12月11日(日) 【▼ぐりぐらメモ/2016年12月11日】
 『ロンドン大追跡』きっかけで、あまり聞いていないムーディ・ブルースやクリームを聞いてみている。ん。聞いている、でいいところを、「聞いてみた」と、試しというか仮のニュアンスを手放せないでいるところがなんとも。いままで縁がなかったものも、きっかけがあれば、ぐっとくるようになるのではないかというほのかな希望は持っているけど、これ以上「気になるもの」を増やしてどうするという気もする。もっと若いときだったら、あるいは別の状況ならぐっときたのではないかということもいつも思っている。性善説みたいだ。
 ムーディ・ブルースはビジュアルイメージが合わなかったのが大きいかもしれないしれないけど、音もぼやっとした印象を持っていた。"IN SEARCH OF THE LOST CHORD" について言えば、ポップソングが基調であることは初期のビートバンド時期からそんなに変わっていない。メロトロンやフルートが入っていることで、とてもおおらかなものにはなっているけれど、緊張を強いるタイプの音楽ではない。そういうところが物足りなかったのかもしれない。
 世を忍ぶ仮のApple Musicのおかげで、罪悪感を軽減しつつ、いろいろ聞けていることは確か。試し聞きにはとてもありがたい。いや、しかし、買ってしもてたら「もっと」「聞いた」のではないかという疑念も捨てきれない。

 とりあえず今日の分の用事が終わってから、頼まれものもあり、梅田に。欲しい本が自転車で行ける範囲の書店では揃わなさそうということもあって。店に行って、そこであれこれ見て、そこから選んで買いたいと思っているけれど、買おうと思っているものがあるときは揃わないとつらいので、安全策をとってしまいがち。その安全策(大きな店)すら、このところあてにならなくなってきている。通販は、探しても手に入らないもののために取っておきたいと思っていたら、「探しても手に入らない、が、通販なら簡単に手に入るもの」ばかりになってきたという印象を持っている。

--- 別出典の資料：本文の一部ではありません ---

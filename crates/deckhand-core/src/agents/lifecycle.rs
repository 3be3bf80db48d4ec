//! Agent state transitions.
//!
//! Every mutation of an [`Agent`] goes through here. Each method runs to
//! completion without suspending, so a caller holding the registry lock
//! always leaves the agent in a consistent state.
//!
//! ```text
//!   idle ──start──▶ running ──approval text──▶ waiting ──approve──▶ running
//!    ▲                 │  ╲                       │
//!    │                 │   ╲─clean exit──▶ idle   │
//!    └──────stop───────┴──── abnormal exit ──▶ error ──start──▶ running
//! ```

use chrono::Utc;

use crate::agents::agent::{ActiveRun, Agent, AgentStatus};
use crate::agents::parser::OutputRecord;
use crate::error::{LaunchError, SupervisorError};
use crate::process::AgentExit;

/// Phase description shown while an approval is pending.
pub const AWAITING_APPROVAL: &str = "Awaiting approval";

impl Agent {
    pub(crate) fn touch(&mut self) {
        self.updated_at = Utc::now();
    }

    pub(crate) fn push_log(&mut self, line: String) {
        self.logs.push(line);
        self.touch();
    }

    pub(crate) fn assign_work(&mut self, work_key: String) {
        self.work_key = Some(work_key);
        self.touch();
    }

    /// Preconditions for a fresh run. Returns the bound work key.
    pub(crate) fn check_startable(&self) -> Result<String, SupervisorError> {
        if self.active.is_some() {
            return Err(SupervisorError::AlreadyRunning(self.id.clone()));
        }
        self.work_key
            .clone()
            .ok_or_else(|| SupervisorError::NoWorkAssigned(self.id.clone()))
    }

    /// Preconditions for a resumed run. Returns the session to resume.
    pub(crate) fn check_resumable(&self) -> Result<String, SupervisorError> {
        if self.active.is_some() {
            return Err(SupervisorError::AlreadyRunning(self.id.clone()));
        }
        self.session_id
            .clone()
            .ok_or_else(|| SupervisorError::MissingSessionId(self.id.clone()))
    }

    fn clear_approval(&mut self) {
        self.awaiting_approval = false;
        self.phase_description = None;
    }

    /// Prepare for a launch: clears any pending approval. A fresh run also
    /// forgets the previous session; a resume keeps it.
    pub(crate) fn prepare_run(&mut self, resume: bool) {
        self.clear_approval();
        if !resume {
            self.session_id = None;
        }
        self.touch();
    }

    /// Attach a freshly launched process.
    pub(crate) fn begin_run(&mut self, active: ActiveRun) {
        let pid = active.handle.pid();
        self.active = Some(active);
        self.status = AgentStatus::Running;
        self.clear_approval();
        self.push_log(format!(
            "[{}] Agent started (pid: {})",
            Utc::now().to_rfc3339(),
            pid.map_or_else(|| "unknown".to_string(), |p| p.to_string())
        ));
    }

    /// Neither launch mode produced a process.
    pub(crate) fn fail_launch(&mut self, err: &LaunchError) {
        self.active = None;
        self.status = AgentStatus::Error;
        self.clear_approval();
        self.push_log(format!("ERROR: Failed to start agent: {err}"));
    }

    /// Apply the state changes a decoded line implies. Returns true if
    /// anything changed.
    pub(crate) fn apply_record(&mut self, record: &OutputRecord) -> bool {
        let mut changed = false;

        if let Some(sid) = record.session_id() {
            if self.session_id.as_deref() != Some(sid) {
                self.session_id = Some(sid.to_string());
                changed = true;
            }
        }

        if record.requests_approval() && !self.awaiting_approval {
            self.awaiting_approval = true;
            self.status = AgentStatus::Waiting;
            self.phase_description = Some(AWAITING_APPROVAL.to_string());
            changed = true;
        }

        if changed {
            self.touch();
        }
        changed
    }

    /// Resolve a process exit. Detaches the handle and logs a summary.
    pub(crate) fn resolve_exit(&mut self, exit: &AgentExit) {
        self.active = None;

        let clean = exit.is_clean();
        self.status = match (clean, self.awaiting_approval) {
            (true, true) => AgentStatus::Waiting,
            (true, false) => AgentStatus::Idle,
            (false, _) => AgentStatus::Error,
        };
        if !clean {
            self.clear_approval();
        }

        let mut line = format!("Process exited with code {}", exit.code_label());
        if let Some(ref signal) = exit.signal {
            line.push_str(&format!(", signal {signal}"));
        }
        if clean {
            line.push_str(if self.awaiting_approval {
                " — awaiting approval."
            } else {
                " — agent stopped."
            });
        }
        self.push_log(line);
    }

    /// Detach the current process (if any) and return to idle. The caller
    /// is responsible for signalling the returned run.
    pub(crate) fn stop(&mut self) -> Option<ActiveRun> {
        let detached = self.active.take();
        self.status = AgentStatus::Idle;
        self.clear_approval();
        self.touch();
        detached
    }
}

#[cfg(test)]
mod tests {
    use super::*;
    use crate::agents::agent::AgentId;
    use crate::agents::parser::decode_line;
    use crate::process::testing::FakeProcess;
    use crate::process::{ExitSignal, RunId};

    fn agent_with_work() -> Agent {
        Agent::new(AgentId::from("agent-1"), Some("X-1".to_string()))
    }

    fn running_agent() -> Agent {
        let mut agent = agent_with_work();
        agent.begin_run(ActiveRun {
            run: RunId(1),
            handle: Box::new(FakeProcess::new(Some(4242))),
        });
        agent
    }

    fn exit_code(code: i32) -> AgentExit {
        AgentExit {
            code: Some(code),
            signal: None,
        }
    }

    mod preconditions {
        use super::*;

        #[test]
        fn start_requires_work_key() {
            let agent = Agent::new(AgentId::from("agent-1"), None);
            assert!(matches!(
                agent.check_startable(),
                Err(SupervisorError::NoWorkAssigned(_))
            ));
            assert_eq!(agent.status(), AgentStatus::Idle);
        }

        #[test]
        fn start_rejected_while_process_attached() {
            let agent = running_agent();
            assert!(matches!(
                agent.check_startable(),
                Err(SupervisorError::AlreadyRunning(_))
            ));
            assert!(agent.has_process());
        }

        #[test]
        fn resume_requires_session_id() {
            let agent = agent_with_work();
            assert!(matches!(
                agent.check_resumable(),
                Err(SupervisorError::MissingSessionId(_))
            ));
        }

        #[test]
        fn resume_returns_session() {
            let mut agent = agent_with_work();
            agent.session_id = Some("sess-1".into());
            assert_eq!(agent.check_resumable().unwrap(), "sess-1");
        }
    }

    mod runs {
        use super::*;

        #[test]
        fn begin_run_sets_running_and_logs_pid() {
            let agent = running_agent();
            assert_eq!(agent.status(), AgentStatus::Running);
            assert!(!agent.awaiting_approval());
            assert!(agent.has_process());
            assert!(agent.logs().last().unwrap().ends_with("Agent started (pid: 4242)"));
        }

        #[test]
        fn unknown_pid_is_marked() {
            let mut agent = agent_with_work();
            agent.begin_run(ActiveRun {
                run: RunId(1),
                handle: Box::new(FakeProcess::new(None)),
            });
            assert!(agent.logs().last().unwrap().ends_with("(pid: unknown)"));
        }

        #[test]
        fn fresh_run_forgets_session_but_resume_keeps_it() {
            let mut agent = agent_with_work();
            agent.session_id = Some("old".into());
            agent.prepare_run(true);
            assert_eq!(agent.session_id(), Some("old"));
            agent.prepare_run(false);
            assert_eq!(agent.session_id(), None);
        }

        #[test]
        fn launch_failure_marks_error() {
            let mut agent = agent_with_work();
            agent.fail_launch(&LaunchError::Spawn("No such file or directory".into()));
            assert_eq!(agent.status(), AgentStatus::Error);
            assert!(!agent.has_process());
            assert!(agent.logs().last().unwrap().starts_with("ERROR:"));
        }
    }

    mod records {
        use super::*;

        #[test]
        fn session_id_is_last_write_wins() {
            let mut agent = running_agent();
            assert!(agent.apply_record(&decode_line(r#"{"session_id":"abc123"}"#)));
            assert_eq!(agent.session_id(), Some("abc123"));
            assert!(agent.apply_record(&decode_line(r#"{"session_id":"def456"}"#)));
            assert_eq!(agent.session_id(), Some("def456"));
        }

        #[test]
        fn approval_text_enters_waiting_once() {
            let mut agent = running_agent();
            let line = r#"{"type":"assistant","message":{"content":[{"type":"text","text":"Status: AWAITING APPROVAL"}]}}"#;

            assert!(agent.apply_record(&decode_line(line)));
            assert_eq!(agent.status(), AgentStatus::Waiting);
            assert!(agent.awaiting_approval());
            assert_eq!(agent.phase_description(), Some(AWAITING_APPROVAL));

            let before = agent.updated_at();
            assert!(!agent.apply_record(&decode_line(line)));
            assert_eq!(agent.status(), AgentStatus::Waiting);
            assert!(agent.awaiting_approval());
            assert_eq!(agent.updated_at(), before);
        }

        #[test]
        fn unrecognized_line_changes_nothing() {
            let mut agent = running_agent();
            assert!(!agent.apply_record(&decode_line("Compiling foo v0.1.0")));
            assert_eq!(agent.status(), AgentStatus::Running);
        }
    }

    mod exits {
        use super::*;

        #[test]
        fn clean_exit_while_awaiting_approval_stays_waiting() {
            let mut agent = running_agent();
            agent.apply_record(&decode_line(r#"{"type":"result","result":"Do you approve this plan?"}"#));

            agent.resolve_exit(&exit_code(0));
            assert_eq!(agent.status(), AgentStatus::Waiting);
            assert!(agent.awaiting_approval());
            assert!(!agent.has_process());
            assert_eq!(
                agent.logs().last(),
                Some("Process exited with code 0 — awaiting approval.")
            );
        }

        #[test]
        fn clean_exit_without_approval_goes_idle() {
            let mut agent = running_agent();
            agent.resolve_exit(&exit_code(0));
            assert_eq!(agent.status(), AgentStatus::Idle);
            assert_eq!(
                agent.logs().last(),
                Some("Process exited with code 0 — agent stopped.")
            );
        }

        #[test]
        fn terminate_and_interrupt_codes_are_clean() {
            for code in [130, 143] {
                let mut agent = running_agent();
                agent.resolve_exit(&exit_code(code));
                assert_eq!(agent.status(), AgentStatus::Idle, "code {code}");
            }
        }

        #[test]
        fn terminating_signal_is_clean() {
            let mut agent = running_agent();
            agent.resolve_exit(&AgentExit {
                code: None,
                signal: Some(ExitSignal::Number(15)),
            });
            assert_eq!(agent.status(), AgentStatus::Idle);
            assert_eq!(
                agent.logs().last(),
                Some("Process exited with code none, signal 15 — agent stopped.")
            );
        }

        #[test]
        fn abnormal_exit_is_error_regardless_of_approval() {
            let mut agent = running_agent();
            agent.apply_record(&decode_line(r#"{"type":"result","result":"needs approval"}"#));

            agent.resolve_exit(&exit_code(1));
            assert_eq!(agent.status(), AgentStatus::Error);
            assert!(!agent.awaiting_approval());
            assert!(!agent.has_process());
            assert_eq!(agent.logs().last(), Some("Process exited with code 1"));
        }
    }

    mod stop {
        use super::*;

        #[test]
        fn stop_detaches_and_resets() {
            let mut agent = running_agent();
            agent.apply_record(&decode_line(r#"{"type":"result","result":"Awaiting approval"}"#));

            let detached = agent.stop();
            assert!(detached.is_some());
            assert_eq!(agent.status(), AgentStatus::Idle);
            assert!(!agent.awaiting_approval());
            assert_eq!(agent.phase_description(), None);
            assert!(!agent.has_process());
        }

        #[test]
        fn stop_without_process_still_resets() {
            let mut agent = agent_with_work();
            agent.status = AgentStatus::Error;
            assert!(agent.stop().is_none());
            assert_eq!(agent.status(), AgentStatus::Idle);
        }
    }
}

 先日のホセ・ゴンザレスのペアチケットのお礼を心の中で一方的にしつつ、ディスクユニオン大阪店に。坂本慎太郎とVIDEOTAPEMUSICの『ホンコンの夜』を買う。焦らなくても、emレコードでは追加プレス中とメルマガに書いてあったのだけど、なんだか、アナログ盤というだけで手に入れにくいという恐怖心が植え付けられていて、困る。その他、何枚か欲しいレコードはあるのだけど、揃わないので見送り。本も、探しに来たのはどれも音楽絡みなのだけど、見あたらず。

 本は、あちこち回ったのち、しかたがないので、マルジュンに。揃った。小田晶房さんの『渋谷のすみっこでベジ食堂』、岩瀬成子(いわせ じょうこ)さんの『オール・マイ・ラヴィング』小学館文庫版、「murmur magazine」改め「まぁまぁマガジン」22号は、リニューアルして詩とインタビューの雑誌になったということだけど、レインコーツのインタビューと訳詞が出ているので。

12月12日(月) 【▼ぐりぐらメモ/2016年12月12日】
 グレッグ・レイクの訃報が届いた日に注文したエマーソン・レイク&パーマー "TRILOGY"(1972年7月発売)が届いた。中学生の時に「担当」でなかったことが影響して、活動休止前のスタジオ録音作品の中ではこの一枚だけ手元になかった。えらく範囲を限定しているようだけど、聞き始めた頃はちょうど1973年の "BRAIN SALAD SURGERY" 発表後の活動休止時にあたっていて、それまででひと括りというのが実感。その活動休止期間中に分担してそれまでの作品を聞いていたのだ。
 "The Endless Enigma"、"Trilogy"、"Abaddon's Bolero" の3つの長尺曲を軸に、小品がいくつか。小品のうちでは、活動休止時に発売された3枚組のライヴアルバムの冒頭で演奏されていることからラジオでもよくかかり、馴染みがあった "Hoedown" 以外はまるっきり忘れてた。キース・エマーソンのラグタイム趣味が反映された "The Sheliff" 他、どれも戯画化された雰囲気で、アメリカのテレビドラマを思わせる。映画の間にドラマやニュースがはさんであるかのよう。"Trilogy" も戯画的ではあるけれど、ポルタメントを多用したキーボード、張りつめたピック弾きのベース、ちゃかぽこしたドラムスの組み合わせは彼らならではのもんやなと改めて感慨。ちょっととぼけたかんじがいい。"Abaddon's Bolero" のイントロの意図されたしょぼさとか。大見栄を切るところがだんだん合わなくなって聞かなくなったけれど、あえて大見栄を切ってみせるところが良かったのだとも思う。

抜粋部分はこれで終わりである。